Non è andato tanto lontano P.C., 42enne residente di Verolengo, gravato da pregiudizi penali per reati contro il patrimonio e arrestato in flagranza a Crescentino perchè responsabile di furto.
Alle 21.30 circa del 13 febbraio, l'uomo si era presentato dal parroco di Crescentino, chiedendo una piccola somma di denaro a titolo di elemosina. Il sacerdote si allontanava per pochi istanti lasciando l’uomo fuori dalla canonica ad attenderlo. Costui, però, approfittando della situazione, si introduceva nell’abitazione e si impossessava della borsa della sacrestana, 74enne del luogo, all’interno della quale erano contenuti una modica somma di denaro, un carnet di assegni, un telefono cellulare ed i documenti personali.
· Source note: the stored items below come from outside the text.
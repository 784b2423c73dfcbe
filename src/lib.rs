pub mod app;
pub mod assets;
pub mod camera;
pub mod error;
pub mod event;
pub mod gpu;
pub mod materials;
pub mod model;
pub mod objects;
pub mod scanner;
pub mod vulkan;

pub use assets::{AssetSource, FileSystem};
pub use error::{Error, Result};
pub use model::{DrawRange, DrawTarget, Model, Topology};
//! Wavefront geometry (`.obj`) parsing.

use std::path::Path;

use crate::assets::{read_asset, relative_to, AssetSource};
use crate::error::{Error, Result};
use crate::materials::{library, MaterialTable};
use crate::objects::face::{parse_face, Face, PoolLens};
use crate::scanner::{Line, Scanner};

pub type Vec2 = [f32; 2];
pub type Vec3 = [f32; 3];

/// Name given to the implicit first group when the file never names it.
pub const DEFAULT_GROUP: &str = "default";

/// Every position, normal and texture coordinate of a file, in declaration
/// order.
#[derive(Debug, Clone, Default, PartialEq)]
pub struct VertexPool {
    pub positions: Vec<Vec3>,
    pub normals: Vec<Vec3>,
    pub texcoords: Vec<Vec2>,
}

impl VertexPool {
    pub fn lens(&self) -> PoolLens {
        return PoolLens {
            positions: self.positions.len(),
            texcoords: self.texcoords.len(),
            normals: self.normals.len(),
        };
    }
}

#[derive(Debug, Clone, Default, PartialEq)]
pub struct Group {
    pub name: String,
    pub material: String,
    pub faces: Vec<Face>,
}

impl Group {
    pub fn new(name: &str) -> Self {
        return Group {
            name: name.to_string(),
            material: String::new(),
            faces: Vec::new(),
        };
    }
}

#[derive(Debug, Clone, PartialEq)]
pub struct Geometry {
    pub pool: VertexPool,
    pub groups: Vec<Group>,
    pub materials: MaterialTable,
}

impl Geometry {
    /// Reads and parses the geometry file at `path`, pulling in every
    /// material library it references.
    pub fn load(assets: &dyn AssetSource, path: &Path) -> Result<Geometry> {
        let bytes = read_asset(assets, path)?;
        return Geometry::parse(&bytes, path, assets);
    }

    pub fn parse(bytes: &[u8], path: &Path, assets: &dyn AssetSource) -> Result<Geometry> {
        let text = Scanner::decode(bytes);

        let mut parser = GeometryParser::new(path, assets);
        for line in Scanner::new(&text) {
            parser.handle(&line)?;
        }

        return Ok(parser.finish());
    }

    pub fn face_count(&self) -> usize {
        return self.groups.iter().map(|group| group.faces.len()).sum();
    }
}

/// Running state while the lines of one geometry file are consumed.
struct GeometryParser<'a> {
    path: &'a Path,
    assets: &'a dyn AssetSource,
    pool: VertexPool,
    groups: Vec<Group>,
    materials: MaterialTable,
}

impl<'a> GeometryParser<'a> {
    fn new(path: &'a Path, assets: &'a dyn AssetSource) -> Self {
        return GeometryParser {
            path,
            assets,
            pool: VertexPool::default(),
            groups: vec![Group::default()],
            materials: MaterialTable::new(),
        };
    }

    fn current(&mut self) -> &mut Group {
        let last = self.groups.len() - 1;
        return &mut self.groups[last];
    }

    fn handle(&mut self, line: &Line<'_>) -> Result<()> {
        match line.keyword {
            "v" => {
                let position = self.floats::<3>(line, "expected three coordinates")?;
                self.pool.positions.push(position);
            }

            "vn" => {
                let normal = self.floats::<3>(line, "expected three coordinates")?;
                self.pool.normals.push(normal);
            }

            "vt" => {
                let texcoord = self.floats::<2>(line, "expected two coordinates")?;
                self.pool.texcoords.push(texcoord);
            }

            "f" => {
                let face = match parse_face(line.rest, self.pool.lens()) {
                    Some(face) => face,
                    None => return Err(self.malformed(line, "unsupported face record")),
                };
                self.current().faces.push(face);
            }

            "o" | "g" => {
                if self.current().name.is_empty() {
                    self.current().name = line.rest.to_string();
                } else {
                    self.groups.push(Group::new(line.rest));
                }
            }

            "usemtl" => {
                self.current().material = line.rest.to_string();
            }

            "mtllib" => {
                let library_path = relative_to(self.path, line.rest);
                let table = library::load(self.assets, &library_path)?;
                self.materials.merge(table);
            }

            // s, l, p, vp, ... carry nothing this loader uses.
            _ => {}
        }

        return Ok(());
    }

    fn floats<const N: usize>(&self, line: &Line<'_>, reason: &'static str) -> Result<[f32; N]> {
        return line.floats::<N>().ok_or_else(|| self.malformed(line, reason));
    }

    fn malformed(&self, line: &Line<'_>, reason: &'static str) -> Error {
        return library::malformed(self.path, line, reason);
    }

    fn finish(mut self) -> Geometry {
        if self.current().name.is_empty() {
            self.current().name = DEFAULT_GROUP.to_string();
        }

        log::debug!(
            target: "asset",
            "Parsed '{}': {} position(s), {} normal(s), {} texcoord(s), {} group(s)",
            self.path.display(),
            self.pool.positions.len(),
            self.pool.normals.len(),
            self.pool.texcoords.len(),
            self.groups.len()
        );

        return Geometry {
            pool: self.pool,
            groups: self.groups,
            materials: self.materials,
        };
    }
}
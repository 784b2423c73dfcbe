use ash::vk;

/// Maps a float count per vertex to the matching attribute format.
pub fn float_format(components: u32) -> Option<vk::Format> {
    return match components {
        1 => Some(vk::Format::R32_SFLOAT),
        2 => Some(vk::Format::R32G32_SFLOAT),
        3 => Some(vk::Format::R32G32B32_SFLOAT),
        4 => Some(vk::Format::R32G32B32A32_SFLOAT),
        _ => None,
    };
}

/// Vertex input state for non-interleaved streams: every attribute slot
/// reads from its own binding, at the same index.
pub struct VkVertexLayout {
    pub bindings: Vec<vk::VertexInputBindingDescription>,
    pub attributes: Vec<vk::VertexInputAttributeDescription>,
    /// Buffers to bind, in the order of `bindings`.
    pub buffers: Vec<vk::Buffer>,
}

impl VkVertexLayout {
    pub fn new() -> VkVertexLayout {
        return VkVertexLayout {
            bindings: Vec::new(),
            attributes: Vec::new(),
            buffers: Vec::new(),
        };
    }

    pub fn push(&mut self, slot: u32, buffer: vk::Buffer, components: u32) -> Result<(), String> {
        let format = float_format(components)
            .ok_or_else(|| format!("Unsupported component count {} for slot {}", components, slot))?;

        if self.bindings.iter().any(|binding| binding.binding == slot) {
            return Err(format!("Slot {} is bound twice", slot));
        }

        self.bindings.push(vk::VertexInputBindingDescription {
            binding: slot,
            stride: components * std::mem::size_of::<f32>() as u32,
            input_rate: vk::VertexInputRate::VERTEX,
        });

        self.attributes.push(vk::VertexInputAttributeDescription {
            binding: slot,
            location: slot,
            format,
            offset: 0,
        });

        self.buffers.push(buffer);
        return Ok(());
    }

    pub fn input_state(&self) -> vk::PipelineVertexInputStateCreateInfo<'_> {
        return vk::PipelineVertexInputStateCreateInfo {
            vertex_binding_description_count: self.bindings.len() as u32,
            p_vertex_binding_descriptions: self.bindings.as_ptr(),
            vertex_attribute_description_count: self.attributes.len() as u32,
            p_vertex_attribute_descriptions: self.attributes.as_ptr(),
            ..Default::default()
        };
    }
}
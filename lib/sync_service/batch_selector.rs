//! Chooses which remote bugs a tracker job queries this run.

use std::collections::HashSet;

use chrono::{DateTime, TimeDelta, Utc};
use tracing::debug;

use super::error::Error;
use super::types::{BatchSize, SyncBatch};
use crate::remote::RemoteTrackerClient;
use crate::store::Watch;

/// Largest tolerated difference between the remote and local clocks.
pub const ACCEPTABLE_TIME_SKEW_MINUTES: i64 = 10;

/// Extra slack subtracted from the oldest check time when asking what changed.
pub const MODIFIED_SINCE_MARGIN_MINUTES: i64 = 1;

pub fn acceptable_time_skew() -> TimeDelta {
    TimeDelta::minutes(ACCEPTABLE_TIME_SKEW_MINUTES)
}

/// Fails when `server_time` and `local_time` are further apart than the acceptable skew.
pub fn check_time_skew(
    server_time: Option<DateTime<Utc>>,
    local_time: DateTime<Utc>,
) -> Result<(), Error> {
    let Some(server_time) = server_time else {
        return Ok(());
    };
    let skew = (server_time - local_time).abs();
    if skew > acceptable_time_skew() {
        return Err(Error::TimeSkewExceeded { skew });
    }
    Ok(())
}

/// Computes the prioritized batch for one tracker.
///
/// Priority is: ids with local comments awaiting push, then ids never checked, then ids the
/// remote reports as modified since the oldest check (minus skew and margin). When the remote
/// exposes no clock every previously-checked id counts as modified.
pub async fn select_batch(
    client: &dyn RemoteTrackerClient,
    watches: &[Watch],
    sync_comments: bool,
    server_time: Option<DateTime<Utc>>,
    local_time: DateTime<Utc>,
    batch_size: BatchSize,
) -> Result<SyncBatch, Error> {
    check_time_skew(server_time, local_time)?;

    if watches.is_empty() {
        return Ok(SyncBatch::default());
    }

    let mut never_checked = UniqueIds::default();
    let mut previously_checked = UniqueIds::default();
    let mut with_comments = UniqueIds::default();
    let mut oldest_checked: Option<DateTime<Utc>> = None;

    for watch in watches {
        match watch.last_checked {
            None => {
                never_checked.push(&watch.remote_bug);
            }
            Some(last_checked) => {
                previously_checked.push(&watch.remote_bug);
                oldest_checked = Some(
                    oldest_checked.map_or(last_checked, |oldest| oldest.min(last_checked)),
                );
                if sync_comments && watch.unpushed_comments > 0 {
                    with_comments.push(&watch.remote_bug);
                }
            }
        }
    }

    let modified: HashSet<String> = match (server_time, oldest_checked) {
        (Some(_), Some(oldest_checked)) => {
            let since = oldest_checked
                - acceptable_time_skew()
                - TimeDelta::minutes(MODIFIED_SINCE_MARGIN_MINUTES);
            fetch_modified(client, &previously_checked.ids, since, batch_size).await?
        }
        (None, _) => previously_checked.ids.iter().cloned().collect(),
        (Some(_), None) => HashSet::new(),
    };

    let mut candidates = UniqueIds::default();
    for remote_bug in &with_comments.ids {
        candidates.push(remote_bug);
    }
    let never_checked: Vec<String> = never_checked
        .ids
        .into_iter()
        .filter(|remote_bug| candidates.push(remote_bug))
        .collect();
    let possibly_modified: Vec<String> = previously_checked
        .ids
        .iter()
        .filter(|remote_bug| modified.contains(*remote_bug))
        .filter(|remote_bug| candidates.push(remote_bug))
        .cloned()
        .collect();

    let mut to_check = candidates.ids;
    if let Some(limit) = batch_size.limit() {
        to_check.truncate(limit);
    }

    let unmodified: Vec<String> = previously_checked
        .ids
        .into_iter()
        .filter(|remote_bug| !modified.contains(remote_bug) && !to_check.contains(remote_bug))
        .collect();

    let all = to_check.iter().chain(unmodified.iter()).cloned().collect();

    debug!(
        event = "sync_batch_selected",
        with_comments = with_comments.ids.len(),
        never_checked = never_checked.len(),
        possibly_modified = possibly_modified.len(),
        to_check = to_check.len(),
        unmodified = unmodified.len(),
        "selected remote bug batch"
    );

    Ok(SyncBatch {
        with_comments: with_comments.ids,
        never_checked,
        possibly_modified,
        to_check,
        unmodified,
        all,
    })
}

/// Asks the remote which ids changed, one page of at most `batch_size` ids at a time, until
/// enough modified ids have been collected.
async fn fetch_modified(
    client: &dyn RemoteTrackerClient,
    remote_bugs: &[String],
    since: DateTime<Utc>,
    batch_size: BatchSize,
) -> Result<HashSet<String>, Error> {
    let page_size = batch_size.limit().unwrap_or(remote_bugs.len()).max(1);
    let mut modified = HashSet::new();

    for page in remote_bugs.chunks(page_size) {
        modified.extend(client.modified_remote_bugs(page, since).await?);
        if batch_size
            .limit()
            .is_some_and(|limit| modified.len() >= limit)
        {
            break;
        }
    }

    Ok(modified)
}

/// Insertion-ordered set of remote ids.
#[derive(Default)]
struct UniqueIds {
    seen: HashSet<String>,
    ids: Vec<String>,
}

impl UniqueIds {
    /// Returns whether `remote_bug` was newly added.
    fn push(&mut self, remote_bug: &str) -> bool {
        if self.seen.contains(remote_bug) {
            return false;
        }
        self.seen.insert(remote_bug.to_string());
        self.ids.push(remote_bug.to_string());
        true
    }
}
Il tempestivo intervento dei carabinieri e le indicazioni fornite dal sacerdote consentivano di identificare e rintracciare P.C., che veniva bloccato mentre si stava allontanando dalla canonica. La successiva perquisizione personale dell'uomo consentiva di rinvenire, occultati sulla sua persona, il telefono cellulare e la tessera sanitaria della derubata. Inoltre, a termine di minuzioso sopralluogo, gli operanti rinvenivano in un vicolo adiacente alla casa parrocchiale la borsa provento del furto, all’interno della quale erano contenuti i rimanenti oggetti che, previo riconoscimento, venivano restituiti all’avente diritto.
L’arrestato è stato poi trattenuto nella camera di sicurezza della stazione di Vercelli a disposizione dell’autorità giudiziaria, in attesa dell’udienza per direttissima.